Bringing 11 bikes 5 show 6 for sale shows bikes are for sale too ..... for the right price. Also a truck full of 'ya can't live withouts' see ya all bright n early in the morning.


----------



## mike j (Jul 19, 2015)

Great show, Stevie Z, Chris, Mom & everyone else involved put together a really nice bike show. Vintage, rat, road, custom, muscle bikes, all were represented. A little something for everyone. And then the swap for us. Very nice day, got there yesterday about 1:30 something or 'ish. Missed the bike ride w/ everyone, but did it anyway. I usually make an effort to take photos. Unfortunately, my camera finally died at the show.

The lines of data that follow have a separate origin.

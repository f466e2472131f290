//! quill-gateway server binary.

use std::net::SocketAddr;

use tracing::info;
use tracing_subscriber::{layer::SubscriberExt, util::SubscriberInitExt};

use quill_core::defaults;
use quill_gateway::{build_router, GatewayState};

#[tokio::main]
async fn main() -> anyhow::Result<()> {
    // Load environment variables
    dotenvy::dotenv().ok();

    // Initialize tracing. LOG_FORMAT selects "json" or "text"; RUST_LOG
    // overrides the default filter.
    let log_format = std::env::var("LOG_FORMAT").unwrap_or_else(|_| "text".to_string());
    let env_filter = tracing_subscriber::EnvFilter::try_from_default_env()
        .unwrap_or_else(|_| "quill_gateway=debug,tower_http=debug".into());

    let registry = tracing_subscriber::registry().with(env_filter);
    if log_format == "json" {
        registry
            .with(tracing_subscriber::fmt::layer().json())
            .init();
    } else {
        registry.with(tracing_subscriber::fmt::layer()).init();
    }

    let host = std::env::var("HOST").unwrap_or_else(|_| "0.0.0.0".to_string());
    let port: u16 = std::env::var("GATEWAY_PORT")
        .ok()
        .and_then(|p| p.parse().ok())
        .unwrap_or(defaults::GATEWAY_PORT);

    // Shared TOKEN_SECRET is required; refusing to boot beats forwarding
    // requests nobody verified.
    let state = GatewayState::from_env()?;
    let app = build_router(state);

    let addr: SocketAddr = format!("{}:{}", host, port).parse()?;
    info!("Starting gateway on {}", addr);
    let listener = tokio::net::TcpListener::bind(addr).await?;
    axum::serve(listener, app)
        .with_graceful_shutdown(shutdown_signal())
        .await?;

    Ok(())
}

/// Resolves when SIGINT or SIGTERM arrives so in-flight forwards can drain.
async fn shutdown_signal() {
    let ctrl_c = async {
        tokio::signal::ctrl_c()
            .await
            .expect("failed to install Ctrl+C handler");
    };

    #[cfg(unix)]
    let terminate = async {
        tokio::signal::unix::signal(tokio::signal::unix::SignalKind::terminate())
            .expect("failed to install SIGTERM handler")
            .recv()
            .await;
    };

    #[cfg(not(unix))]
    let terminate = std::future::pending::<()>();

    tokio::select! {
        _ = ctrl_c => info!("Received Ctrl+C, shutting down"),
        _ = terminate => info!("Received SIGTERM, shutting down"),
    }
}
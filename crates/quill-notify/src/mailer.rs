//! SMTP mailer with an unconfigured dev mode.

use std::time::Duration;

use lettre::message::header::ContentType;
use lettre::message::Mailbox;
use lettre::transport::smtp::authentication::Credentials;
use lettre::{AsyncSmtpTransport, AsyncTransport, Message, Tokio1Executor};
use tracing::{debug, info, instrument};

use quill_core::{defaults, Error, Result};

/// Outbound email sender.
///
/// Built from `SMTP_*` environment variables. When `SMTP_HOST` is unset the
/// mailer runs disabled: messages are still composed (so addressing bugs
/// surface in dev) but dropped with a debug log instead of sent.
#[derive(Clone)]
pub struct Mailer {
    transport: Option<AsyncSmtpTransport<Tokio1Executor>>,
    from: Mailbox,
}

impl Mailer {
    /// Create from environment variables.
    ///
    /// Reads `SMTP_HOST`, `SMTP_PORT`, `SMTP_USER`, `SMTP_PASS` and
    /// `SMTP_FROM`. A missing host disables delivery; a malformed `SMTP_FROM`
    /// is a configuration error.
    pub fn from_env() -> Result<Self> {
        let from = std::env::var("SMTP_FROM")
            .unwrap_or_else(|_| defaults::SMTP_DEFAULT_FROM.to_string());
        let from: Mailbox = from
            .parse()
            .map_err(|e| Error::Config(format!("invalid SMTP_FROM: {}", e)))?;

        let host = match std::env::var("SMTP_HOST") {
            Ok(h) if !h.trim().is_empty() => h,
            _ => {
                info!("SMTP_HOST not set; email delivery disabled");
                return Ok(Self {
                    transport: None,
                    from,
                });
            }
        };

        let port = std::env::var("SMTP_PORT")
            .ok()
            .and_then(|v| v.parse::<u16>().ok())
            .unwrap_or(defaults::SMTP_PORT);

        let mut builder = AsyncSmtpTransport::<Tokio1Executor>::starttls_relay(&host)
            .map_err(|e| Error::Config(format!("SMTP relay setup failed: {}", e)))?
            .port(port)
            .timeout(Some(Duration::from_secs(defaults::SMTP_TIMEOUT_SECS)));

        if let (Ok(user), Ok(pass)) = (std::env::var("SMTP_USER"), std::env::var("SMTP_PASS")) {
            builder = builder.credentials(Credentials::new(user, pass));
        }

        info!("Initializing SMTP mailer: host={}, port={}", host, port);

        Ok(Self {
            transport: Some(builder.build()),
            from,
        })
    }

    /// Create a mailer that composes but never sends.
    pub fn disabled() -> Self {
        let from: Mailbox = defaults::SMTP_DEFAULT_FROM
            .parse()
            .expect("default From address is valid");
        Self {
            transport: None,
            from,
        }
    }

    /// True when an SMTP transport is configured.
    pub fn is_enabled(&self) -> bool {
        self.transport.is_some()
    }

    /// Send a plain-text email.
    ///
    /// The message is always composed so recipient problems surface even in
    /// disabled mode. Transport failures map to `Error::Mail`.
    #[instrument(skip(self, body), fields(subsystem = "notify", component = "mailer", op = "send", to = %to))]
    pub async fn send(&self, to: &str, subject: &str, body: String) -> Result<()> {
        let recipient: Mailbox = to
            .parse()
            .map_err(|e| Error::Mail(format!("invalid recipient {}: {}", to, e)))?;

        let message = Message::builder()
            .from(self.from.clone())
            .to(recipient)
            .subject(subject)
            .header(ContentType::TEXT_PLAIN)
            .body(body)
            .map_err(|e| Error::Mail(format!("failed to build message: {}", e)))?;

        let Some(transport) = &self.transport else {
            debug!(subject = subject, "SMTP disabled, dropping email");
            return Ok(());
        };

        transport
            .send(message)
            .await
            .map_err(|e| Error::Mail(format!("send failed: {}", e)))?;

        debug!(subject = subject, "Email sent");
        Ok(())
    }
}

#[cfg(test)]
mod tests {
    use super::*;

    #[test]
    fn test_disabled_mailer_reports_disabled() {
        let mailer = Mailer::disabled();
        assert!(!mailer.is_enabled());
    }

    #[tokio::test]
    async fn test_disabled_mailer_drops_silently() {
        let mailer = Mailer::disabled();
        mailer
            .send("reader@example.com", "Hello", "Body text".to_string())
            .await
            .unwrap();
    }

    #[tokio::test]
    async fn test_invalid_recipient_is_mail_error() {
        let mailer = Mailer::disabled();
        let err = mailer
            .send("not-an-address", "Hello", "Body text".to_string())
            .await
            .unwrap_err();
        assert!(matches!(err, Error::Mail(_)));
    }

    #[test]
    fn test_default_from_parses() {
        let from: Mailbox = defaults::SMTP_DEFAULT_FROM.parse().unwrap();
        assert_eq!(from.email.to_string(), "no-reply@quillmark.app");
    }
}
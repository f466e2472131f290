//! # quill-assist
//!
//! HTTP client for the external AI assist service.
//!
//! This crate provides:
//! - The [`AssistClient`] reqwest implementation of
//!   [`quill_core::AssistBackend`]
//! - A configurable mock backend for tests (feature `mock`)
//!
//! The assist service is an opaque text-in/text-out collaborator: the
//! client never inspects or post-processes model output beyond JSON field
//! extraction.
//!
//! # Example
//!
//! ```rust,no_run
//! use quill_assist::AssistClient;
//! use quill_core::AssistBackend;
//!
//! #[tokio::main]
//! async fn main() {
//!     let client = AssistClient::from_env();
//!     let summary = client.summarize("A long passage of text").await.unwrap();
//!     println!("{summary}");
//! }
//! ```

pub mod client;

#[cfg(any(test, feature = "mock"))]
pub mod mock;

pub use client::{AssistClient, DEFAULT_ASSIST_URL};

#[cfg(any(test, feature = "mock"))]
pub use mock::MockAssistBackend;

Have a couple, hopefully someone got some good pic's.1) Halfway point on the ride, 2) campground the night before the show, moments before a big soaker.


----------



## Freqman1 (Jul 20, 2015)

Anyone else have pics? V/r Shawn


----------



## THE STIG (Jul 20, 2015)

picked this up,


----------



## dfa242 (Jul 20, 2015)

THE STIG said:


> picked this up




Wow, that belongs in the "best shot" thread - nice.


----------



## Bri-In-RI (Jul 20, 2015)

THE STIG said:


> picked this up,




Meh.


----------



## mike j (Jul 20, 2015)

*Perfect Patina is the new Super Crusty*

Grabbed this, what I believe to be, '23 Waverly, at Howe caverns swap. Some may sniff at it, but I think it's perfect, you can't make patina up like this. It's even in the cranks, they're hard as a rock. That peddle hasn't moved in decades either, probably. I don't know whether to start hugging it now or go get a six pack & really get sloppy. All kidding aside, a welcome addition to the herd. The peddle is NFS, no matter how deserving. Photo'ed against a backdrop of iron ore. Roots. Think it was originally red, with blue trim & black pinstripping. There are vestiges of it visible.


----------



## bikejunk (Jul 21, 2015)

I have never seen pedals like that-- nice bike !!


----------



## StevieZ (Jul 21, 2015)

I took about 60 pics. I may just post a link instead of trying to upload all of them.


----------



## catfish (Jul 21, 2015)

bikejunk said:


> I have never seen pedals like that-- nice bike !!




Neither have I. Very cool.


----------